YOUR ASSIGNMENT: Output each line of the data word for word, from the first through the line that holds "pub mod rate_limit;", and leave off whatever follows.

--

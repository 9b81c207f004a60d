//! Configuration types for Warden.
//!
//! A single `warden.yaml` file carries one section per subsystem. Every section
//! has defaults, so an empty file is a valid configuration. Durations are written
//! in humantime form (`"30s"`, `"2m"`, `"1h 30m"`).
//!
//! Policies may be given inline under `policies` or in a separate file named by
//! `policies_file`, resolved relative to the main configuration file. Policy
//! entries are kept as raw YAML here and typed by the policy crate.

pub mod duration;
pub mod keys;
pub mod rate_limit;
pub mod resilience;
pub mod store;
pub mod token;

use serde::{Deserialize, Serialize};
use std::fs;
use std::path::{Path, PathBuf};

pub use keys::KeyConfig;
pub use rate_limit::{RateLimitAlgorithm, RateLimitConfig};
pub use resilience::{BulkheadConfig, CircuitBreakerConfig, RetryConfig};
pub use store::{StoreBackend, StoreConfig};
pub use token::{ScopeMatch, TokenConfig};

/// Complete Warden configuration.
#[derive(Debug, Clone, Serialize, Deserialize, Default)]
pub struct WardenConfig {
    /// Token issuance and validation.
    #[serde(default)]
    pub tokens: TokenConfig,

    /// Signing key material and rotation.
    #[serde(default)]
    pub keys: KeyConfig,

    /// Token store backend.
    #[serde(default)]
    pub store: StoreConfig,

    /// Per-caller admission control.
    #[serde(default)]
    pub rate_limit: RateLimitConfig,

    /// Backend circuit breakers.
    #[serde(default)]
    pub circuit_breaker: CircuitBreakerConfig,

    /// Backend retry policy.
    #[serde(default)]
    pub retry: RetryConfig,

    /// Backend concurrency limit.
    #[serde(default)]
    pub bulkhead: BulkheadConfig,

    /// Path to a policy file (alternative to inline).
    #[serde(default)]
    pub policies_file: Option<PathBuf>,

    /// Inline policy definitions.
    #[serde(default)]
    pub policies: Vec<serde_yaml::Value>,
}

/// Error type for configuration loading.
#[derive(Debug, thiserror::Error)]
pub enum ConfigError {
    #[error("IO error: {0}")]
    Io(#[from] std::io::Error),

    #[error("YAML parse error: {0}")]
    Yaml(#[from] serde_yaml::Error),

    #[error("Configuration error: {0}")]
    Config(String),
}

/// Shape of a standalone policy file: either a bare list or `policies: [...]`.
#[derive(Deserialize)]
#[serde(untagged)]
enum PolicyFile {
    List(Vec<serde_yaml::Value>),
    Document {
        #[serde(default)]
        policies: Vec<serde_yaml::Value>,
    },
}

impl WardenConfig {
    /// Load configuration from a YAML file.
    pub fn from_file(path: impl AsRef<Path>) -> Result<Self, ConfigError> {
        let content = fs::read_to_string(path.as_ref())?;
        Self::from_yaml(&content)
    }

    /// Parse configuration from YAML content.
    pub fn from_yaml(content: &str) -> Result<Self, ConfigError> {
        // serde_yaml rejects an empty document for a struct.
        if content.trim().is_empty() {
            return Ok(Self::default());
        }
        serde_yaml::from_str(content).map_err(ConfigError::from)
    }

    /// Load configuration, pull in `policies_file` and validate the result.
    ///
    /// File policies are appended after inline ones.
    pub fn load_with_context(path: impl AsRef<Path>) -> Result<Self, ConfigError> {
        let path = path.as_ref();
        let mut config = Self::from_file(path)?;

        let base_dir = path
            .parent()
            .map(|p| p.to_path_buf())
            .unwrap_or_else(|| PathBuf::from("."));

        if let Some(policies_file) = &config.policies_file {
            let policies_path = if policies_file.is_absolute() {
                policies_file.clone()
            } else {
                base_dir.join(policies_file)
            };

            if !policies_path.exists() {
                return Err(ConfigError::Config(format!(
                    "policies file not found: {}",
                    policies_path.display()
                )));
            }

            let content = fs::read_to_string(&policies_path)?;
            let loaded = match serde_yaml::from_str::<PolicyFile>(&content)? {
                PolicyFile::List(list) => list,
                PolicyFile::Document { policies } => policies,
            };
            tracing::debug!(
                path = %policies_path.display(),
                count = loaded.len(),
                "loaded policies file"
            );
            config.policies.extend(loaded);
        }

        config.validate()?;
        Ok(config)
    }

    /// Reject settings that would make a subsystem unusable.
    pub fn validate(&self) -> Result<(), ConfigError> {
        if self.tokens.issuer.trim().is_empty() {
            return Err(ConfigError::Config("tokens.issuer must not be empty".into()));
        }
        if self.tokens.access_validity.is_zero() || self.tokens.refresh_validity.is_zero() {
            return Err(ConfigError::Config(
                "token validity periods must be greater than zero".into(),
            ));
        }
        for (name, value) in [
            ("tokens.access_validity", self.tokens.access_validity),
            ("tokens.refresh_validity", self.tokens.refresh_validity),
            ("tokens.clock_skew", self.tokens.clock_skew),
            ("tokens.retention", self.tokens.retention),
        ] {
            if chrono::Duration::from_std(value).is_err() {
                return Err(ConfigError::Config(format!("{name} is out of range")));
            }
        }
        if self.tokens.cleanup_interval.is_zero() {
            return Err(ConfigError::Config(
                "tokens.cleanup_interval must be greater than zero".into(),
            ));
        }
        if matches!(self.keys.rotation_interval, Some(d) if d.is_zero()) {
            return Err(ConfigError::Config(
                "keys.rotation_interval must be greater than zero".into(),
            ));
        }

        let rl = &self.rate_limit;
        if rl.requests_per_second == 0 {
            return Err(ConfigError::Config(
                "rate_limit.requests_per_second must be greater than zero".into(),
            ));
        }
        match rl.algorithm {
            RateLimitAlgorithm::SlidingWindow if rl.quota() == 0 => {
                return Err(ConfigError::Config(
                    "rate_limit.window admits no requests at the configured rate".into(),
                ));
            }
            RateLimitAlgorithm::TokenBucket if rl.burst == 0 => {
                return Err(ConfigError::Config(
                    "rate_limit.burst must be greater than zero".into(),
                ));
            }
            _ => {}
        }
        if rl.cleanup_interval.is_zero() {
            return Err(ConfigError::Config(
                "rate_limit.cleanup_interval must be greater than zero".into(),
            ));
        }

        if self.circuit_breaker.failure_threshold == 0 {
            return Err(ConfigError::Config(
                "circuit_breaker.failure_threshold must be greater than zero".into(),
            ));
        }
        if self.circuit_breaker.half_open_limit == 0 {
            return Err(ConfigError::Config(
                "circuit_breaker.half_open_limit must be greater than zero".into(),
            ));
        }

        if self.retry.max_attempts == 0 {
            return Err(ConfigError::Config(
                "retry.max_attempts must be at least 1".into(),
            ));
        }
        if !self.retry.multiplier.is_finite() || self.retry.multiplier < 1.0 {
            return Err(ConfigError::Config(
                "retry.multiplier must be a finite value >= 1.0".into(),
            ));
        }

        if self.bulkhead.max_concurrent == 0 {
            return Err(ConfigError::Config(
                "bulkhead.max_concurrent must be greater than zero".into(),
            ));
        }

        Ok(())
    }
}

#[cfg(test)]
mod tests {
    use super::*;
    use std::io::Write;
    use std::time::Duration;

    #[test]
    fn test_empty_yaml_uses_defaults() {
        let config = WardenConfig::from_yaml("").unwrap();
        assert_eq!(config.tokens.clock_skew, Duration::from_secs(120));
        assert_eq!(config.tokens.access_validity, Duration::from_secs(3600));
        assert_eq!(config.rate_limit.requests_per_second, 10);
        assert_eq!(config.circuit_breaker.failure_threshold, 5);
        assert_eq!(config.circuit_breaker.half_open_limit, 1);
        assert_eq!(config.retry.max_attempts, 3);
        assert_eq!(config.bulkhead.max_concurrent, 10);
        assert_eq!(config.store.backend, StoreBackend::Memory);
        config.validate().unwrap();
    }

    #[test]
    fn test_parse_humantime_durations() {
        let yaml = r#"
tokens:
  issuer: auth.example.com
  access_validity: 15m
  clock_skew: 30s
  allowed_audiences: [api]
rate_limit:
  algorithm: token_bucket
  requests_per_second: 50
  burst: 100
circuit_breaker:
  reset_timeout: 1m 30s
bulkhead:
  max_concurrent: 4
  max_wait: 250ms
keys:
  rotation_interval: 24h
"#;
        let config = WardenConfig::from_yaml(yaml).unwrap();
        assert_eq!(config.tokens.issuer, "auth.example.com");
        assert_eq!(config.tokens.access_validity, Duration::from_secs(15 * 60));
        assert_eq!(config.tokens.clock_skew, Duration::from_secs(30));
        assert_eq!(config.tokens.allowed_audiences, vec!["api".to_string()]);
        assert_eq!(config.rate_limit.algorithm, RateLimitAlgorithm::TokenBucket);
        assert_eq!(config.circuit_breaker.reset_timeout, Duration::from_secs(90));
        assert_eq!(config.bulkhead.max_wait, Some(Duration::from_millis(250)));
        assert_eq!(
            config.keys.rotation_interval,
            Some(Duration::from_secs(24 * 3600))
        );
        // untouched fields keep their defaults
        assert_eq!(config.retry.initial_interval, Duration::from_millis(100));
    }

    #[test]
    fn test_validate_rejects_zero_limits() {
        let mut config = WardenConfig::default();
        config.retry.max_attempts = 0;
        assert!(matches!(config.validate(), Err(ConfigError::Config(_))));

        let mut config = WardenConfig::default();
        config.bulkhead.max_concurrent = 0;
        assert!(config.validate().is_err());

        let mut config = WardenConfig::default();
        config.rate_limit.window = Duration::from_millis(10);
        assert!(config.validate().is_err());
    }

    #[test]
    fn test_validate_rejects_out_of_range_token_durations() {
        let mut config = WardenConfig::default();
        config.tokens.clock_skew = Duration::MAX;
        let err = config.validate().unwrap_err();
        assert!(err.to_string().contains("tokens.clock_skew"));

        let mut config = WardenConfig::default();
        config.tokens.retention = Duration::MAX;
        assert!(matches!(config.validate(), Err(ConfigError::Config(_))));

        // Large but representable is fine.
        let mut config = WardenConfig::default();
        config.tokens.retention = Duration::from_secs(10 * 365 * 24 * 3600);
        config.validate().unwrap();
    }

    #[test]
    fn test_load_with_context_resolves_policies_file() {
        let dir = tempfile::tempdir().unwrap();

        let mut policies = fs::File::create(dir.path().join("policies.yaml")).unwrap();
        writeln!(
            policies,
            "policies:\n  - id: from-file\n    effect: allow\n"
        )
        .unwrap();

        let main_path = dir.path().join("warden.yaml");
        let mut main = fs::File::create(&main_path).unwrap();
        writeln!(
            main,
            "policies_file: policies.yaml\npolicies:\n  - id: inline\n    effect: deny\n"
        )
        .unwrap();

        let config = WardenConfig::load_with_context(&main_path).unwrap();
        assert_eq!(config.policies.len(), 2);
        assert_eq!(config.policies[0]["id"].as_str(), Some("inline"));
        assert_eq!(config.policies[1]["id"].as_str(), Some("from-file"));
    }

    #[test]
    fn test_load_with_context_missing_policies_file() {
        let dir = tempfile::tempdir().unwrap();
        let main_path = dir.path().join("warden.yaml");
        fs::write(&main_path, "policies_file: nowhere.yaml\n").unwrap();

        let err = WardenConfig::load_with_context(&main_path).unwrap_err();
        assert!(matches!(err, ConfigError::Config(msg) if msg.contains("nowhere.yaml")));
    }
}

--

SOLVED EXERCISE:
repository 9b81c207f004a60d
//! Configuration types for Warden.
//!
//! A single `warden.yaml` file carries one section per subsystem. Every section
//! has defaults, so an empty file is a valid configuration. Durations are written
//! in humantime form (`"30s"`, `"2m"`, `"1h 30m"`).
//!
//! Policies may be given inline under `policies` or in a separate file named by
//! `policies_file`, resolved relative to the main configuration file. Policy
//! entries are kept as raw YAML here and typed by the policy crate.

pub mod duration;
pub mod keys;
pub mod rate_limit;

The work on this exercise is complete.